### What the task asks:
What lines in the data below mention the string "expected"? Copy them out.

### Material for this exercise:
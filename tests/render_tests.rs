use std::path::Path;

use gridlife::camera::Camera;
use gridlife::config::Origin;
use gridlife::grid::Grid;
use gridlife::pattern::PatternFormat;
use gridlife::pattern::load_pattern_bytes;

fn glider_grid() -> Grid {
    let mut grid = Grid::new(6, 6).unwrap();
    load_pattern_bytes(
        &mut grid,
        b"x = 3, y = 3\nbo$2bo$3o!",
        PatternFormat::Rle,
        Origin { x: 1, y: 1 },
        Path::new("glider.rle"),
    )
    .unwrap();
    grid
}

#[test]
fn glider_text() {
    let grid = glider_grid();

    insta::assert_snapshot!(grid.to_string().trim_end(), @r"
    ......
    ..O...
    ...O..
    .OOO..
    ......
    ......
    ");
}

#[test]
fn glider_text_after_step() {
    let mut grid = glider_grid();
    grid.step();

    insta::assert_snapshot!(grid.to_string().trim_end(), @r"
    ......
    ......
    .O.O..
    ..OO..
    ..O...
    ......
    ");
}

#[test]
fn plaintext_display_reloads() {
    let grid = glider_grid();
    let text = grid.to_string();

    let mut reloaded = Grid::new(6, 6).unwrap();
    load_pattern_bytes(
        &mut reloaded,
        text.as_bytes(),
        PatternFormat::Plaintext,
        Origin::default(),
        Path::new("glider.cells"),
    )
    .unwrap();

    assert_eq!(reloaded, grid);
}

#[test]
fn glider_braille() {
    let grid = glider_grid();
    let mut cam = Camera::new(3, 2);

    cam.draw(&grid);

    // (1, 3) is the bottom right dot of the first character, the rest share the second
    assert_eq!(cam.render(), "\u{2880}\u{28E2}\u{2800}\n\u{2800}\u{2800}\u{2800}");
}
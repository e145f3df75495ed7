//! Launcher settings that arrive as strings, such as `--grid-size 64x64` or `--origin 3,4`.

use std::fmt;
use std::str::FromStr;

use thiserror::Error;

use crate::Coord;
use crate::grid::Grid;
use crate::grid::GridError;
use crate::parse_util;
use crate::parse_util::ConvertError;

/// Grid size used when none is given
pub const DEFAULT_GRID_SIZE: GridSize = GridSize {
    width: 64,
    height: 64,
};

#[derive(Debug, Error)]
pub enum ConfigError {
    #[error("Invalid size string \"{got}\", expected \"<width>x<height>\"")]
    SizeSyntax { got: String },

    #[error("Invalid origin \"{got}\", expected \"<x>,<y>\"")]
    OriginSyntax { got: String },

    #[error("Invalid number: {0}")]
    Number(#[from] ConvertError),

    #[error(transparent)]
    Grid(#[from] GridError),
}

/// Width and height of a grid, in cells.
#[derive(Clone, Copy, Debug, PartialEq, Eq)]
pub struct GridSize {
    pub width: u32,
    pub height: u32,
}

impl GridSize {
    /// Checks signed dimensions before they ever become a grid size. Zero, negative and
    /// larger-than-`u32` dimensions are all rejected.
    pub fn new(width: i64, height: i64) -> Result<Self, GridError> {
        let invalid = GridError::InvalidDimensions { width, height };

        if width <= 0 || height <= 0 {
            return Err(invalid);
        }

        let (Ok(w), Ok(h)) = (u32::try_from(width), u32::try_from(height)) else {
            return Err(invalid);
        };

        Ok(Self {
            width: w,
            height: h,
        })
    }

    /// Build an empty grid of this size.
    pub fn grid(&self) -> Result<Grid, GridError> {
        Grid::new(self.width, self.height)
    }
}

impl Default for GridSize {
    fn default() -> Self {
        DEFAULT_GRID_SIZE
    }
}

impl FromStr for GridSize {
    type Err = ConfigError;

    fn from_str(s: &str) -> Result<Self, Self::Err> {
        let Some((w, h)) = s.split_once('x') else {
            return Err(ConfigError::SizeSyntax { got: s.to_string() });
        };

        let width = parse_util::convert(w.as_bytes())?;
        let height = parse_util::convert(h.as_bytes())?;

        Ok(Self::new(width, height)?)
    }
}

impl fmt::Display for GridSize {
    fn fmt(&self, f: &mut fmt::Formatter<'_>) -> fmt::Result {
        write!(f, "{}x{}", self.width, self.height)
    }
}

/// Where a pattern's top-left cell lands on the grid.
#[derive(Clone, Copy, Debug, Default, PartialEq, Eq)]
pub struct Origin {
    pub x: Coord,
    pub y: Coord,
}

impl FromStr for Origin {
    type Err = ConfigError;

    fn from_str(s: &str) -> Result<Self, Self::Err> {
        let Some((x, y)) = s.split_once(',') else {
            return Err(ConfigError::OriginSyntax { got: s.to_string() });
        };

        Ok(Self {
            x: parse_util::convert(x.as_bytes())?,
            y: parse_util::convert(y.as_bytes())?,
        })
    }
}

impl fmt::Display for Origin {
    fn fmt(&self, f: &mut fmt::Formatter<'_>) -> fmt::Result {
        write!(f, "{},{}", self.x, self.y)
    }
}

#[cfg(test)]
mod tests {
    use super::ConfigError;
    use super::GridSize;
    use super::Origin;
    use crate::grid::GridError;

    #[test]
    fn parse_size() {
        let size: GridSize = "120x80".parse().unwrap();

        assert_eq!(
            size,
            GridSize {
                width: 120,
                height: 80
            }
        );
        assert_eq!(size.to_string(), "120x80");
    }

    #[test]
    fn size_syntax() {
        assert!(matches!(
            "120".parse::<GridSize>(),
            Err(ConfigError::SizeSyntax { .. })
        ));
        assert!(matches!(
            "12ax3".parse::<GridSize>(),
            Err(ConfigError::Number(_))
        ));
    }

    #[test]
    fn non_positive_sizes() {
        assert!(matches!(
            "0x10".parse::<GridSize>(),
            Err(ConfigError::Grid(GridError::InvalidDimensions {
                width: 0,
                height: 10
            }))
        ));
        assert!(matches!(
            "-5x10".parse::<GridSize>(),
            Err(ConfigError::Grid(GridError::InvalidDimensions { width: -5, .. }))
        ));
        assert!(GridSize::new(1 << 40, 1).is_err());
    }

    #[test]
    fn size_builds_grid() {
        let grid = GridSize::new(7, 3).unwrap().grid().unwrap();

        assert_eq!((grid.width(), grid.height()), (7, 3));
    }

    #[test]
    fn parse_origin() {
        assert_eq!("3, -4".parse::<Origin>().unwrap(), Origin { x: 3, y: -4 });
        assert!(matches!(
            "3".parse::<Origin>(),
            Err(ConfigError::OriginSyntax { .. })
        ));
    }
}
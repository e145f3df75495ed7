use std::fmt;
use std::io;
use std::path::Path;
use std::path::PathBuf;
use std::str::FromStr;

use thiserror::Error;
use tracing::debug;
use tracing::info;

use crate::ErrorKind;
use crate::config::Origin;
use crate::grid::Grid;
use crate::parse_plaintext;
use crate::parse_plaintext::PlaintextError;
use crate::parse_rle;
use crate::parse_rle::RleError;

/// The pattern file formats we can read.
#[derive(Clone, Copy, Debug, PartialEq, Eq)]
pub enum PatternFormat {
    /// See: https://conwaylife.com/wiki/Plaintext
    Plaintext,

    /// See: https://conwaylife.com/wiki/Run_Length_Encoded
    Rle,
}

impl PatternFormat {
    /// Guess the format from a file extension.
    pub fn from_path(path: &Path) -> Option<Self> {
        let ext = path.extension()?.to_str()?.to_ascii_lowercase();

        match ext.as_str() {
            "cells" | "txt" => Some(Self::Plaintext),
            "rle" => Some(Self::Rle),
            _ => None,
        }
    }
}

#[derive(Debug, Error)]
#[error("Unknown pattern format \"{0}\", expected one of 'plaintext', 'cells' or 'rle'")]
pub struct UnknownFormatError(String);

impl FromStr for PatternFormat {
    type Err = UnknownFormatError;

    fn from_str(s: &str) -> Result<Self, Self::Err> {
        match s.to_ascii_lowercase().as_str() {
            "plaintext" | "cells" => Ok(Self::Plaintext),
            "rle" => Ok(Self::Rle),
            _ => Err(UnknownFormatError(s.to_string())),
        }
    }
}

impl fmt::Display for PatternFormat {
    fn fmt(&self, f: &mut fmt::Formatter<'_>) -> fmt::Result {
        match self {
            Self::Plaintext => write!(f, "plaintext"),
            Self::Rle => write!(f, "rle"),
        }
    }
}

#[derive(Debug, Error)]
pub enum LoadError {
    #[error("Failed to read pattern file {path:?}: {source}")]
    SourceUnavailable {
        path: PathBuf,
        #[source]
        source: io::Error,
    },

    #[error("Can't tell the pattern format of {path:?}, use a .cells or .rle extension")]
    UnknownFormat { path: PathBuf },

    #[error("Plaintext pattern {path:?}: {source}")]
    Plaintext {
        path: PathBuf,
        #[source]
        source: PlaintextError,
    },

    #[error("RLE pattern {path:?}: {source}")]
    Rle {
        path: PathBuf,
        #[source]
        source: RleError,
    },
}

impl LoadError {
    pub fn kind(&self) -> ErrorKind {
        match self {
            Self::SourceUnavailable { .. } => ErrorKind::PatternSourceUnavailable,
            Self::UnknownFormat { .. } => ErrorKind::UnknownFormat,
            Self::Plaintext {
                source: PlaintextError::OutOfBounds { .. },
                ..
            } => ErrorKind::PatternOutOfBounds,
            Self::Rle { source, .. } => match source {
                RleError::OutOfBounds { .. } => ErrorKind::PatternOutOfBounds,
                RleError::Encoding(_) => ErrorKind::MalformedRle,
                RleError::Header(_) => ErrorKind::MalformedHeader,
            },
        }
    }
}

/// What a successful load learned about the pattern.
#[derive(Debug, Default, PartialEq, Eq)]
pub struct PatternInfo {
    pub name: Option<String>,

    /// Pattern bounding box, when the file declares or implies one
    pub size: Option<(u32, u32)>,
}

/// Read the pattern at `path` into `grid`, its top-left cell at `origin`.
///
/// With no `format`, it's guessed from the file extension. On error the grid keeps whatever cells
/// were written before the failure.
pub fn load_pattern(
    grid: &mut Grid,
    path: &Path,
    format: Option<PatternFormat>,
    origin: Origin,
) -> Result<PatternInfo, LoadError> {
    let bytes = std::fs::read(path).map_err(|source| LoadError::SourceUnavailable {
        path: path.to_path_buf(),
        source,
    })?;

    let format = match format.or_else(|| PatternFormat::from_path(path)) {
        Some(format) => format,
        None => {
            return Err(LoadError::UnknownFormat {
                path: path.to_path_buf(),
            });
        }
    };

    debug!(path = %path.display(), %format, bytes = bytes.len(), "Loading pattern");

    let info = load_pattern_bytes(grid, &bytes, format, origin, path)?;

    info!(
        path = %path.display(),
        %format,
        x = origin.x,
        y = origin.y,
        population = grid.population(),
        "Loaded pattern {}",
        info.name.as_deref().unwrap_or("(unnamed)")
    );

    Ok(info)
}

/// Like [`load_pattern`], for a pattern already in memory. `path` only labels errors.
pub fn load_pattern_bytes(
    grid: &mut Grid,
    bytes: &[u8],
    format: PatternFormat,
    origin: Origin,
    path: &Path,
) -> Result<PatternInfo, LoadError> {
    let Origin { x, y } = origin;
    let sink = |x, y, alive| grid.set_cell(x, y, alive);

    match format {
        PatternFormat::Plaintext => {
            let file = parse_plaintext::read_plaintext(bytes, x, y, sink).map_err(|source| {
                LoadError::Plaintext {
                    path: path.to_path_buf(),
                    source,
                }
            })?;

            Ok(PatternInfo {
                name: file.name.map(crate::parse_util::show),
                size: u32::try_from(file.width).ok().zip(u32::try_from(file.height).ok()),
            })
        }
        PatternFormat::Rle => {
            let file = parse_rle::read_rle(bytes, x, y, sink).map_err(|source| LoadError::Rle {
                path: path.to_path_buf(),
                source,
            })?;

            Ok(PatternInfo {
                name: file.name.map(crate::parse_util::show),
                size: file.width.zip(file.height),
            })
        }
    }
}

### Final answer:
    #[error("Invalid size string \"{got}\", expected \"<width>x<height>\"")]
    #[error("Invalid origin \"{got}\", expected \"<x>,<y>\"")]
#[error("Unknown pattern format \"{0}\", expected one of 'plaintext', 'cells' or 'rle'")]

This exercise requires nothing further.